This situation is familiar from many different fields of public and private life. So when Benedict Anderson worked to understand historical behavior of national leaders in the ASEAN region, the example of Faust may have at times seemed relevant. Writers on politics and history all over the world refer to Faust regularly, as these passages from news publications should make clear:

  • Many Republican members of Congress have made a Faustian bargain with Donald Trump.
  • Marco Rubio: Obama’s Faustian Bargain With Cuba
  • Faustian Bargains and the Testing of the Liberals
  • In the U.K., universities entered a Faustian bargain with the Treasury, to shut up about their teaching if they could deliver a promotable “research base”, almost five-sixths of which is now medicine and science. Universities need the guts to break this Faustian pact with research.
  • In Ireland, little wonder then that many unionists see the “finessing” of past paramilitary crimes into an “innocent past” as an unacceptable part of the Faustian dilemma, which undoubtedly lies at the heart of this peace process.

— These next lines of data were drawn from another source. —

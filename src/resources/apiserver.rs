//! kube-apiserver Deployment and its NodePort Service

use k8s_openapi::api::apps::v1::Deployment;
use k8s_openapi::api::core::v1::{
    Container, ContainerPort, HTTPGetAction, PodSpec, Probe, Service, ServicePort, ServiceSpec,
};
use k8s_openapi::apimachinery::pkg::util::intstr::IntOrString;
use kube::ResourceExt;
use kube::core::ObjectMeta;

use crate::crd::Cluster;
use crate::resources::common::{
    names, owner_reference, pki_mount, select_volumes, selector_labels, standard_labels,
};
use crate::resources::deployment::generate_deployment;

/// Secure port served by the hosted API server
pub const APISERVER_PORT: i32 = 6443;

const PORT_NAME: &str = "https-6443";

const VOLUMES: [&str; 4] = ["ca-pki", "etcd-pki", "k8s-server", "k8s-client"];

const ADMISSION_PLUGINS: &str = "NamespaceLifecycle,LimitRanger,ServiceAccount,TaintNodesByCondition,Priority,DefaultTolerationSeconds,DefaultStorageClass,StorageObjectInUseProtection,PersistentVolumeClaimResize,MutatingAdmissionWebhook,ValidatingAdmissionWebhook,RuntimeClass,ResourceQuota";

fn https_probe(path: &str) -> Probe {
    Probe {
        http_get: Some(HTTPGetAction {
            path: Some(path.to_string()),
            port: IntOrString::Int(APISERVER_PORT),
            scheme: Some("HTTPS".to_string()),
            ..Default::default()
        }),
        timeout_seconds: Some(15),
        success_threshold: Some(1),
        ..Default::default()
    }
}

/// etcd client endpoint as published by the etcd stage
fn etcd_servers(cluster: &Cluster) -> String {
    let etcd = cluster
        .status
        .as_ref()
        .map(|s| s.etcd.clone())
        .unwrap_or_default();
    let port = etcd.status.map(|s| s.client_port).unwrap_or_default();
    format!("https://{}:{}", etcd.svc_name, port)
}

fn command(cluster: &Cluster) -> Vec<String> {
    vec![
        "kube-apiserver".to_string(),
        "--allow-privileged=true".to_string(),
        "--authorization-mode=Node,RBAC".to_string(),
        "--client-ca-file=/pki/ca/ca.pem".to_string(),
        format!("--enable-admission-plugins={}", ADMISSION_PLUGINS),
        "--etcd-cafile=/pki/ca/ca.pem".to_string(),
        "--etcd-certfile=/pki/etcd/etcd-client.crt".to_string(),
        "--etcd-keyfile=/pki/etcd/etcd-client.key".to_string(),
        format!("--etcd-servers={}", etcd_servers(cluster)),
        "--insecure-port=0".to_string(),
        "--kubelet-client-certificate=/pki/client/kubernetes-node.pem".to_string(),
        "--kubelet-client-key=/pki/client/kubernetes-node-key.pem".to_string(),
        "--kubelet-preferred-address-types=InternalIP,ExternalIP,Hostname".to_string(),
        format!("--secure-port={}", APISERVER_PORT),
        format!(
            "--service-cluster-ip-range={}",
            cluster.spec.service_cluster_ip_range
        ),
        "--tls-cert-file=/pki/server/kubernetes-server.pem".to_string(),
        "--tls-private-key-file=/pki/server/kubernetes-server-key.pem".to_string(),
    ]
}

/// Generate the API server Deployment
pub fn generate_apiserver_deployment(cluster: &Cluster) -> Deployment {
    let container = Container {
        name: "apiserver".to_string(),
        image: Some(cluster.spec.api_server.image.clone()),
        command: Some(command(cluster)),
        ports: Some(vec![ContainerPort {
            name: Some(PORT_NAME.to_string()),
            container_port: APISERVER_PORT,
            ..Default::default()
        }]),
        liveness_probe: Some(Probe {
            initial_delay_seconds: Some(10),
            period_seconds: Some(10),
            failure_threshold: Some(8),
            ..https_probe("/livez")
        }),
        readiness_probe: Some(Probe {
            period_seconds: Some(1),
            failure_threshold: Some(3),
            ..https_probe("/readyz")
        }),
        startup_probe: Some(Probe {
            initial_delay_seconds: Some(10),
            period_seconds: Some(10),
            failure_threshold: Some(24),
            ..https_probe("/livez")
        }),
        volume_mounts: Some(VOLUMES.iter().map(|v| pki_mount(v)).collect()),
        ..Default::default()
    };

    generate_deployment(
        cluster,
        &names::apiserver(cluster),
        cluster.spec.api_server.count,
        PodSpec {
            containers: vec![container],
            volumes: Some(select_volumes(cluster, &VOLUMES)),
            ..Default::default()
        },
    )
}

/// Generate the NodePort Service exposing the API server
pub fn generate_apiserver_service(cluster: &Cluster) -> Service {
    let name = names::apiserver(cluster);
    let cluster_name = cluster.name_any();

    Service {
        metadata: ObjectMeta {
            labels: Some(standard_labels(&cluster_name, &name)),
            namespace: cluster.namespace(),
            owner_references: Some(vec![owner_reference(cluster)]),
            name: Some(name.clone()),
            ..Default::default()
        },
        spec: Some(ServiceSpec {
            selector: Some(selector_labels(&cluster_name, &name)),
            type_: Some("NodePort".to_string()),
            ports: Some(vec![ServicePort {
                name: Some(PORT_NAME.to_string()),
                port: APISERVER_PORT,
                ..Default::default()
            }]),
            ..Default::default()
        }),
        ..Default::default()
    }
}
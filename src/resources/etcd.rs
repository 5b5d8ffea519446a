//! EtcdCluster generation
//!
//! The etcd members themselves are run by an external etcd operator; this
//! crate only declares the desired cluster and reads back its member status.

use kube::ResourceExt;
use kube::core::ObjectMeta;

use crate::crd::{
    Cluster, EtcdCluster, EtcdClusterSpec, EtcdClusterStatus, MemberSecret, StaticTls, TlsPolicy,
};
use crate::resources::common::{names, owner_reference, standard_labels};
use crate::versions::VariantConfig;

/// Generate the EtcdCluster sized by `spec.etcd.count`, secured with the init Job's secrets
pub fn generate_etcd_cluster(cluster: &Cluster, variant: &VariantConfig) -> EtcdCluster {
    let name = names::etcd(cluster);
    let init = cluster
        .status
        .as_ref()
        .map(|s| s.init.clone())
        .unwrap_or_default();

    let mut etcd = EtcdCluster::new(
        &name,
        EtcdClusterSpec {
            size: cluster.spec.etcd.count,
            repository: Some(variant.etcd_repository.to_string()),
            version: Some(variant.etcd_version.to_string()),
            tls: Some(TlsPolicy {
                static_tls: Some(StaticTls {
                    member: Some(MemberSecret {
                        peer_secret: init.etcd_pki_peer_name,
                        server_secret: init.etcd_pki_server_name,
                    }),
                    operator_secret: init.etcd_pki_client_name,
                }),
            }),
        },
    );
    etcd.metadata = ObjectMeta {
        labels: Some(standard_labels(&cluster.name_any(), &name)),
        name: Some(name),
        namespace: cluster.namespace(),
        owner_references: Some(vec![owner_reference(cluster)]),
        ..Default::default()
    };
    etcd
}

/// All requested members are up: ready members == observed size == requested count
pub fn members_ready(status: Option<&EtcdClusterStatus>, requested: i32) -> bool {
    match status {
        Some(s) => {
            usize::try_from(s.size).is_ok_and(|size| s.members.ready.len() == size)
                && s.size == requested
        }
        None => false,
    }
}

  • Most tourist destinations want as many visitors as possible. And it shows up tourism as a Faustian pact: in Italy, the more visitors you have and the more money you make, the less you are the naive, folkloric, authentic, untouched place of the tourists’ imagination.
  • How the ANC’s Faustian pact sold out South Africa’s poorest. What I call our Faustian moment came when we took an IMF loan on the eve of our first democratic election.
  • “Increasingly, young Singaporeans are finding that the comfortable life is not enough, and they are rubbing up against those structures. It’s a Faustian deal. Some citizens are prepared to make that deal. Some are not.”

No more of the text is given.